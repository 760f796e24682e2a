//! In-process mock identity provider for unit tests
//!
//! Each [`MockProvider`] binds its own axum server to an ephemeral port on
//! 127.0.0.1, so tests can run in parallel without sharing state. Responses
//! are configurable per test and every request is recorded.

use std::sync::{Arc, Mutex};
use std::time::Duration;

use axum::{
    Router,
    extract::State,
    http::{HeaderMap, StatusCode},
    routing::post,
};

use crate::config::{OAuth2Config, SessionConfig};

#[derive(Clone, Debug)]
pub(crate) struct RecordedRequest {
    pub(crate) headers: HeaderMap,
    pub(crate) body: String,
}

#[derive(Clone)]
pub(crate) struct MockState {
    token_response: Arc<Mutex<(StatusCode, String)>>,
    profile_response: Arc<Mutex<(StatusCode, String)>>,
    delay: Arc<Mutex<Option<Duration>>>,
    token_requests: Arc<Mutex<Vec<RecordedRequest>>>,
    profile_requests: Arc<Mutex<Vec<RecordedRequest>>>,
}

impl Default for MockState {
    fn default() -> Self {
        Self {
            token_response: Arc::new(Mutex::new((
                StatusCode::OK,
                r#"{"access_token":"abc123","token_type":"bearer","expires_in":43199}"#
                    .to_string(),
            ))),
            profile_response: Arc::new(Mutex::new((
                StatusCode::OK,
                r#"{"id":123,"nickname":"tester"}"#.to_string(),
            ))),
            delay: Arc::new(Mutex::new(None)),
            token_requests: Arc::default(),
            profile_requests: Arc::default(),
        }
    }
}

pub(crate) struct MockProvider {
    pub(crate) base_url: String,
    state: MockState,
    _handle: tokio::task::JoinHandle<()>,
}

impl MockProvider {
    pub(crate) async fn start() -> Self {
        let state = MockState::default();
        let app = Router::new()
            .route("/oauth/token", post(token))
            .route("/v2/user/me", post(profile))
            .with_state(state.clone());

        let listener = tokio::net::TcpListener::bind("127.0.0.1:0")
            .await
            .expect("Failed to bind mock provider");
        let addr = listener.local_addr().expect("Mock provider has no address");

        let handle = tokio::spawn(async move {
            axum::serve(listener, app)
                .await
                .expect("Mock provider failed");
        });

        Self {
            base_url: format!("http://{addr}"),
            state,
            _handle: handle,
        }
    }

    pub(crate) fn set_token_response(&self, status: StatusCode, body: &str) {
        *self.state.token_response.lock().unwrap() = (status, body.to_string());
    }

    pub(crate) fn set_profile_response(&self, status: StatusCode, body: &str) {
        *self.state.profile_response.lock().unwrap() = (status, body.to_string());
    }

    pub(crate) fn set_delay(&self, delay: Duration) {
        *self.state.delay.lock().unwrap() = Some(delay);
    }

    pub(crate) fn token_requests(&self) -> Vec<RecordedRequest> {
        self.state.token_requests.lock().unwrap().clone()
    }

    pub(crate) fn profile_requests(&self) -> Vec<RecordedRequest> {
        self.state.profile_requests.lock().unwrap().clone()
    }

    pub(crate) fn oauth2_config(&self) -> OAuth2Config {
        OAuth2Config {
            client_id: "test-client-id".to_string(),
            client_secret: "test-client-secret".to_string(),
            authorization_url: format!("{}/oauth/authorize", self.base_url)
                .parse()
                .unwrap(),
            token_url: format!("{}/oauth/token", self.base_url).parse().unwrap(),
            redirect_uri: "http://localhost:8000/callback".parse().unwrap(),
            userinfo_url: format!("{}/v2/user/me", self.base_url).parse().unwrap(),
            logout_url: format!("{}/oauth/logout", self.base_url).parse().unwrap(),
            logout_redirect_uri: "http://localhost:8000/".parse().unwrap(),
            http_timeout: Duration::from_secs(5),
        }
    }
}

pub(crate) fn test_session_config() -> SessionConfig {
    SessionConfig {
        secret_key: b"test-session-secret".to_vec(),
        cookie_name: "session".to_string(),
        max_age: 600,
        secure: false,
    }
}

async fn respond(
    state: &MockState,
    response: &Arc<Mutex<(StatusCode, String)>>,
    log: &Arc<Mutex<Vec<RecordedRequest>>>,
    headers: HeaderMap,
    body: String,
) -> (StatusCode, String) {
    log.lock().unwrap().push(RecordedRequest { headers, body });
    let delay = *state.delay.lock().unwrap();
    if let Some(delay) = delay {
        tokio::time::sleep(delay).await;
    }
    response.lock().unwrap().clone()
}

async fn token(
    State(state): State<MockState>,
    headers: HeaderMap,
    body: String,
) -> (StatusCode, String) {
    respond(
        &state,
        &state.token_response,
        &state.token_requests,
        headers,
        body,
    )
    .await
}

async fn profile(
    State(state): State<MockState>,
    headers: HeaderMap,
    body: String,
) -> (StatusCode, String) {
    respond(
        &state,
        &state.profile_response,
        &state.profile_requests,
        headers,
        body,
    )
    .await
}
==
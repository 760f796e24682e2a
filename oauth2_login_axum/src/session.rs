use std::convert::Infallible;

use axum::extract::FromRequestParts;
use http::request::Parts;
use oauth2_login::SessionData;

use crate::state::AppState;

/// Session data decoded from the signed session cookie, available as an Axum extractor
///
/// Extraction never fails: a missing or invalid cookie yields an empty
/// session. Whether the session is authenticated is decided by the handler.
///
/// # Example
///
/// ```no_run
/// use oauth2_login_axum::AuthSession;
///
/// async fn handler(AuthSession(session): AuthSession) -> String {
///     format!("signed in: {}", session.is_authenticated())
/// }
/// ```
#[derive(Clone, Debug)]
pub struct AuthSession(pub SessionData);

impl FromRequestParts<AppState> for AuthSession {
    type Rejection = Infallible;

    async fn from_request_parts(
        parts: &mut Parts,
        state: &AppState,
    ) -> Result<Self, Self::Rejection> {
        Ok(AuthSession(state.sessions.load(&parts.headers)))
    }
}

- _Exercise aim_
Within the entries, find all lines that contain "Some" and copy each one.

- _Response for this exercise_
        *self.state.delay.lock().unwrap() = Some(delay);
    if let Some(delay) = delay {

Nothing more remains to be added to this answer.